Think for a minute what our town centres would be like if there were no large supermarkets nearby. A town centre with local butchers, greengrocers, bakers and fishmongers.

Money would stay in the community and benefit it. Instead we have food in overdone packaging, travelling miles from soulless warehouses to be sold under bright shiny lights.

You can now have your whole life nearly arranged by a supermarket, food, clothes, loans, mortgages, insurance, petrol and they will even sell you a second hand car to put the petrol in. Do people buy into supermarket loyalty because it is convenient? Do we lead such busy lives that we don’t have time to go to different shops?

I can remember when I was young that a van used to call in the village where I was brought up, it sold food and groceries from the back.

The small market town of Market Rasen in Lincolnshire where I worked over 30 years ago used to have on the market place a weekly auction of produce grown locally, and near Christmas there was an auction of freshly killed turkeys in the old corn exchange.

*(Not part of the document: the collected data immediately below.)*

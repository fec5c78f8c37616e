//! Test doubles for the scoring and publishing collaborators.

use async_trait::async_trait;
use std::sync::Mutex;

use crate::error::FeedbackError;
use crate::event::EventEnvelope;
use crate::feedback::Feedback;
use crate::publisher::EventPublisher;
use crate::sentiment::SentimentScorer;

/// Always returns the same raw score.
pub(crate) struct FixedScorer(pub f64);

#[async_trait]
impl SentimentScorer for FixedScorer {
    async fn score(&self, _text: &str, _language: &str) -> Result<f64, FeedbackError> {
        Ok(self.0)
    }
}

/// Always fails as if the sentiment service were down.
pub(crate) struct FailingScorer;

#[async_trait]
impl SentimentScorer for FailingScorer {
    async fn score(&self, _text: &str, _language: &str) -> Result<f64, FeedbackError> {
        Err(FeedbackError::ServiceUnavailable("scorer offline".to_string()))
    }
}

/// Always fails as if the subscription ran out of calls.
pub(crate) struct ExhaustedScorer;

#[async_trait]
impl SentimentScorer for ExhaustedScorer {
    async fn score(&self, _text: &str, _language: &str) -> Result<f64, FeedbackError> {
        Err(FeedbackError::QuotaExceeded("monthly quota used".to_string()))
    }
}

/// Keeps every published envelope in memory.
#[derive(Default)]
pub(crate) struct RecordingPublisher {
    events: Mutex<Vec<EventEnvelope<Feedback>>>,
}

impl RecordingPublisher {
    pub(crate) fn published(&self) -> Vec<EventEnvelope<Feedback>> {
        self.events.lock().unwrap().clone()
    }
}

#[async_trait]
impl EventPublisher for RecordingPublisher {
    async fn publish(&self, events: &[EventEnvelope<Feedback>]) -> Result<(), FeedbackError> {
        self.events.lock().unwrap().extend_from_slice(events);
        Ok(())
    }
}

/// Rejects every publish with 401, like a topic given the wrong key.
pub(crate) struct RejectingPublisher;

#[async_trait]
impl EventPublisher for RejectingPublisher {
    async fn publish(&self, _events: &[EventEnvelope<Feedback>]) -> Result<(), FeedbackError> {
        Err(FeedbackError::Publish {
            status: 401,
            message: "invalid key".to_string(),
        })
    }
}
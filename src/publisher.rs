//! Publishing feedback events to an Event Grid topic.
//!
//! Two authentication strategies reach the same endpoint: the raw topic key
//! (`aeg-sas-key`, what the vendor client sends) and a SAS token signed with that key
//! (`aeg-sas-token`). `PublishMode` picks one at startup.

use async_trait::async_trait;
use chrono::{Duration, Utc};
use log::{debug, error, info};
use reqwest::Client;
use url::Url;

use crate::config::{mask_secret, FeedbackConfig, PublishMode};
use crate::error::FeedbackError;
use crate::event::EventEnvelope;
use crate::feedback::Feedback;
use crate::sas::{build_sas_token, SAS_KEY_HEADER, SAS_TOKEN_HEADER};
use crate::util::sanitize_for_logging;

const EVENTS_PATH: &str = "/api/events";

/// Something that can deliver events to a topic.
#[async_trait]
pub trait EventPublisher: Send + Sync {
    async fn publish(&self, events: &[EventEnvelope<Feedback>]) -> Result<(), FeedbackError>;
}

/// Normalizes a topic host name or URL to its `https://<host>/api/events` endpoint.
///
/// # Example
///
/// ```rust
/// use feedback_grid::publisher::topic_endpoint;
///
/// let endpoint = topic_endpoint("feedback.westus2-1.eventgrid.azure.net").unwrap();
/// assert_eq!(endpoint, "https://feedback.westus2-1.eventgrid.azure.net/api/events");
/// ```
pub fn topic_endpoint(host: &str) -> Result<String, FeedbackError> {
    let trimmed = host.trim().trim_end_matches('/');
    let candidate = if trimmed.contains("://") {
        trimmed.to_string()
    } else {
        format!("https://{}", trimmed)
    };

    let mut url = Url::parse(&candidate).map_err(|e| FeedbackError::InvalidConfiguration {
        name: crate::config::TOPIC_HOST_NAME_VAR,
        reason: format!("'{}' is not a valid host: {}", host, e),
    })?;
    if url.host_str().is_none() {
        return Err(FeedbackError::InvalidConfiguration {
            name: crate::config::TOPIC_HOST_NAME_VAR,
            reason: format!("'{}' has no host", host),
        });
    }

    url.set_path(EVENTS_PATH);
    url.set_query(None);
    Ok(url.to_string())
}

/// HTTP publisher for an Event Grid topic.
#[derive(Debug, Clone)]
pub struct GridPublisher {
    client: Client,
    endpoint: String,
    topic_key: String,
    mode: PublishMode,
    sas_ttl: Duration,
}

impl GridPublisher {
    pub fn new(
        topic_host_name: &str,
        topic_key: impl Into<String>,
        mode: PublishMode,
        sas_ttl: Duration,
    ) -> Result<Self, FeedbackError> {
        Ok(GridPublisher {
            client: Client::new(),
            endpoint: topic_endpoint(topic_host_name)?,
            topic_key: topic_key.into(),
            mode,
            sas_ttl,
        })
    }

    pub fn from_config(config: &FeedbackConfig) -> Result<Self, FeedbackError> {
        Self::new(
            &config.topic_host_name,
            config.topic_key.clone(),
            config.publish_mode,
            config.sas_ttl()?,
        )
    }

    pub fn endpoint(&self) -> &str {
        &self.endpoint
    }

    pub fn mode(&self) -> PublishMode {
        self.mode
    }

    /// The authentication header for one request, as `(name, value)`.
    fn auth_header(&self) -> Result<(&'static str, String), FeedbackError> {
        match self.mode {
            PublishMode::Client => Ok((SAS_KEY_HEADER, self.topic_key.clone())),
            PublishMode::SignedRequest => {
                let expires = Utc::now().checked_add_signed(self.sas_ttl).ok_or_else(|| {
                    FeedbackError::InvalidConfiguration {
                        name: crate::config::SAS_TTL_HOURS_VAR,
                        reason: "token expiry is out of range".to_string(),
                    }
                })?;
                let token = build_sas_token(&self.endpoint, expires, &self.topic_key)?;
                Ok((SAS_TOKEN_HEADER, token))
            }
        }
    }
}

#[async_trait]
impl EventPublisher for GridPublisher {
    async fn publish(&self, events: &[EventEnvelope<Feedback>]) -> Result<(), FeedbackError> {
        info!(
            "Publishing {} event(s) to {} using {:?}",
            events.len(),
            self.endpoint,
            self.mode
        );

        let (header, value) = self.auth_header()?;
        debug!("Request headers: {}: {}", header, mask_secret(&value));

        let response = self
            .client
            .post(&self.endpoint)
            .header(header, value)
            .header("Accept", "application/json")
            .json(events)
            .send()
            .await
            .map_err(|e| {
                error!("Publish request failed: {}", e);
                FeedbackError::ServiceUnavailable(e.to_string())
            })?;

        let status = response.status();
        info!("Received publish response with status: {}", status);

        if status.is_success() {
            return Ok(());
        }

        let body = response.text().await.unwrap_or_default();
        error!("Publishing failed - Status: {}", status);
        debug!("Error response: {}", sanitize_for_logging(&body, 200));
        Err(FeedbackError::from_status(status, body, |status, message| {
            FeedbackError::Publish { status, message }
        }))
    }
}

#[cfg(test)]
mod tests {
    use super::*;
    use crate::sas::verify_sas_token;

    const ZERO_KEY: &str = "AAAAAAAAAAAAAAAAAAAAAAAAAAAAAAAAAAAAAAAAAAA=";

    #[test]
    fn test_topic_endpoint_from_host_or_url() {
        let expected = "https://feedback.westus2-1.eventgrid.azure.net/api/events";
        for host in [
            "feedback.westus2-1.eventgrid.azure.net",
            "https://feedback.westus2-1.eventgrid.azure.net/",
            "https://feedback.westus2-1.eventgrid.azure.net/api/events?api-version=2018-01-01",
        ] {
            assert_eq!(topic_endpoint(host).unwrap(), expected);
        }
    }

    #[test]
    fn test_topic_endpoint_rejects_garbage() {
        assert!(matches!(
            topic_endpoint("https://"),
            Err(FeedbackError::InvalidConfiguration { .. })
        ));
    }

    #[test]
    fn test_client_mode_sends_raw_key() {
        let publisher = GridPublisher::new(
            "topic.example.net",
            ZERO_KEY,
            PublishMode::Client,
            Duration::hours(1),
        )
        .unwrap();
        let (header, value) = publisher.auth_header().unwrap();
        assert_eq!(header, "aeg-sas-key");
        assert_eq!(value, ZERO_KEY);
    }

    #[test]
    fn test_signed_mode_sends_verifiable_token_for_endpoint() {
        let publisher = GridPublisher::new(
            "topic.example.net",
            ZERO_KEY,
            PublishMode::SignedRequest,
            Duration::hours(24),
        )
        .unwrap();
        let (header, token) = publisher.auth_header().unwrap();
        assert_eq!(header, "aeg-sas-token");
        assert!(token.starts_with("r=https%3A%2F%2Ftopic.example.net%2Fapi%2Fevents&e="));
        assert!(verify_sas_token(&token, ZERO_KEY).unwrap());
    }

    #[test]
    fn test_signed_mode_with_bad_key_fails_before_sending() {
        let publisher = GridPublisher::new(
            "topic.example.net",
            "not base64!!",
            PublishMode::SignedRequest,
            Duration::hours(24),
        )
        .unwrap();
        assert!(matches!(
            publisher.auth_header(),
            Err(FeedbackError::Sas(crate::error::SasError::InvalidKeyFormat(_)))
        ));
    }

    /// An expiry past the representable range is an error, not a panic.
    #[test]
    fn test_signed_mode_with_unrepresentable_expiry_fails() {
        let publisher = GridPublisher::new(
            "topic.example.net",
            ZERO_KEY,
            PublishMode::SignedRequest,
            Duration::MAX,
        )
        .unwrap();
        assert!(matches!(
            publisher.auth_header(),
            Err(FeedbackError::InvalidConfiguration { .. })
        ));
    }

    #[test]
    fn test_from_config_uses_configured_ttl() {
        let config = FeedbackConfig {
            topic_host_name: "topic.example.net".to_string(),
            topic_key: ZERO_KEY.to_string(),
            text_analytics_key: "0123456789abcdef".to_string(),
            text_analytics_region: "westus".to_string(),
            publish_mode: PublishMode::SignedRequest,
            sas_ttl_hours: 2,
        };
        let publisher = GridPublisher::from_config(&config).unwrap();
        assert_eq!(publisher.sas_ttl, Duration::hours(2));

        let oversized = FeedbackConfig {
            sas_ttl_hours: 10_000_000_000,
            ..config
        };
        assert!(matches!(
            GridPublisher::from_config(&oversized),
            Err(FeedbackError::InvalidConfiguration { .. })
        ));
    }

    #[tokio::test]
    async fn test_unreachable_topic_is_service_unavailable() {
        let publisher = GridPublisher::new(
            "http://127.0.0.1:9",
            ZERO_KEY,
            PublishMode::Client,
            Duration::hours(1),
        )
        .unwrap();
        let events = vec![EventEnvelope::feedback(Feedback::new("hi", 80))];
        let result = publisher.publish(&events).await;
        assert!(matches!(result, Err(FeedbackError::ServiceUnavailable(_))));
    }
}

This makes you think of what the situation with local shops and markets is these days. Very few towns today have a greengrocer, or fishmongers, and independent bakers and butchers are thin on the ground. The Cambridgeshire town of March where I now live has a population of just over 20,000, and certainly looks the same as nearly every other small town you come across.

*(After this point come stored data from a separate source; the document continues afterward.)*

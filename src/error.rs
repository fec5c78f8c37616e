//! Error types for the feedback-grid service.
//!
//! `SasError` covers the signing core and has no knowledge of HTTP. `FeedbackError`
//! is what the collaborators (scorer, publisher, webhook parsing) and the handlers
//! return.

use thiserror::Error;

/// Errors raised while building or parsing a SAS token.
///
/// None of these are retryable: signing the same inputs again fails the same way.
#[derive(Error, Debug, Clone, PartialEq, Eq)]
pub enum SasError {
    /// The shared key is not valid base64
    #[error("Invalid key format: {0}")]
    InvalidKeyFormat(String),

    /// A token field could not be represented as UTF-8
    #[error("Encoding error: {0}")]
    EncodingError(String),

    /// The token is not `r=...&e=...&s=...`
    #[error("Malformed token: {0}")]
    MalformedToken(String),
}

/// Errors raised while receiving, scoring or publishing feedback.
#[derive(Error, Debug)]
pub enum FeedbackError {
    /// Signing failed
    #[error(transparent)]
    Sas(#[from] SasError),

    /// A required configuration value is absent or empty
    #[error("Missing configuration: {0} is not set")]
    MissingConfiguration(&'static str),

    /// A configuration value is present but unusable
    #[error("Invalid configuration for {name}: {reason}")]
    InvalidConfiguration { name: &'static str, reason: String },

    /// The inbound webhook request could not be used
    #[error("Bad request: {0}")]
    BadRequest(String),

    /// The remote service is down or unreachable
    #[error("Service unavailable: {0}")]
    ServiceUnavailable(String),

    /// The remote service rejected the call because of rate or quota limits
    #[error("Quota exceeded: {0}")]
    QuotaExceeded(String),

    /// The sentiment API answered with an unexpected status
    #[error("Sentiment API error ({status}): {message}")]
    Api { status: u16, message: String },

    /// The topic rejected the published events
    #[error("Publish failed ({status}): {message}")]
    Publish { status: u16, message: String },

    /// Transport-level HTTP failure
    #[error("HTTP request failed: {0}")]
    Http(#[from] reqwest::Error),

    /// Payload serialization/deserialization failed
    #[error("JSON error: {0}")]
    Json(#[from] serde_json::Error),
}

impl FeedbackError {
    /// Maps a non-success HTTP status to the matching error kind.
    ///
    /// 429 is a quota problem and 5xx means the service is down. Anything else is
    /// handed to `other`, which builds the caller-specific variant.
    pub(crate) fn from_status(
        status: reqwest::StatusCode,
        message: String,
        other: impl FnOnce(u16, String) -> FeedbackError,
    ) -> FeedbackError {
        if status == reqwest::StatusCode::TOO_MANY_REQUESTS {
            FeedbackError::QuotaExceeded(message)
        } else if status.is_server_error() {
            FeedbackError::ServiceUnavailable(format!("{} {}", status.as_u16(), message))
        } else {
            other(status.as_u16(), message)
        }
    }
}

There is an out of town shopping centre with supermarket, DIY store, bed and carpet centre, general retailer, footwear superstore etc. Twenty years ago there were three greengrocers and five butchers. There are now no greengrocers and three butchers.

My local butchers which has been in existence for over 50 years has survived, but over 50 years a go when the town population would have been less, there were at least 16 local butchers, many with their own small slaughterhouse to the rear, selling locally sourced meats.

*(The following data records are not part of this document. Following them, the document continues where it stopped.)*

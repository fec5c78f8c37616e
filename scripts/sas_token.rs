//! SAS Token Utility
//!
//! This script builds an `aeg-sas-token` value for an Event Grid topic endpoint,
//! useful for publishing by hand with curl:
//!
//! ```bash
//! curl -X POST -H "aeg-sas-token: <token>" -d @events.json https://<topic>/api/events
//! ```

use chrono::Utc;
use std::io::{self, Write};

use feedback_grid::config::{parse_sas_ttl_hours, sas_ttl, MAX_SAS_TTL_HOURS};
use feedback_grid::publisher::topic_endpoint;
use feedback_grid::sas::{build_sas_token, format_expiration};

fn prompt(label: &str) -> io::Result<String> {
    print!("{}", label);
    io::stdout().flush()?;
    let mut value = String::new();
    io::stdin().read_line(&mut value)?;
    Ok(value.trim().to_string())
}

fn main() -> Result<(), Box<dyn std::error::Error + Send + Sync>> {
    println!("🔏 Event Grid SAS Token Utility");
    println!("===============================");
    println!();

    let host = prompt("Topic host name or endpoint: ")?;
    if host.is_empty() {
        eprintln!("❌ Error: Topic host cannot be empty");
        std::process::exit(1);
    }
    let endpoint = topic_endpoint(&host)?;

    let key = prompt("Topic key (base64): ")?;
    let hours = prompt("Valid for how many hours? [24]: ")?;
    let hours = if hours.is_empty() { Ok(24) } else { parse_sas_ttl_hours(&hours) };
    let expires = hours
        .and_then(sas_ttl)
        .ok()
        .and_then(|ttl| Utc::now().checked_add_signed(ttl));
    let Some(expires) = expires else {
        eprintln!("❌ Error: Hours must be a whole number from 1 to {}", MAX_SAS_TTL_HOURS);
        std::process::exit(1);
    };

    match build_sas_token(&endpoint, expires, &key) {
        Ok(token) => {
            println!();
            println!("✅ Token for {} (expires {} UTC):", endpoint, format_expiration(expires));
            println!();
            println!("{}", token);
        }
        Err(e) => {
            eprintln!("❌ Could not sign token: {}", e);
            std::process::exit(1);
        }
    }

    Ok(())
}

They would, in their busiest trading times several years ago, kill and sell six bullocks a month and four to five pigs and sheep a week.

Now those figures are about two bullocks a month, and four or five sheep and pigs in a month. Rules and regulations have of course finished off the practice of a butcher having his own slaughterhouse.

Meat is though still sourced from the nearest abattoir. To try and attract new customers, my local butchers now has a small fruit and vegetable stall outside the front of the shop, and this is starting to attract passing trade.

Local markets whilst still surviving and in some places thriving however some are still a shadow of their former selves.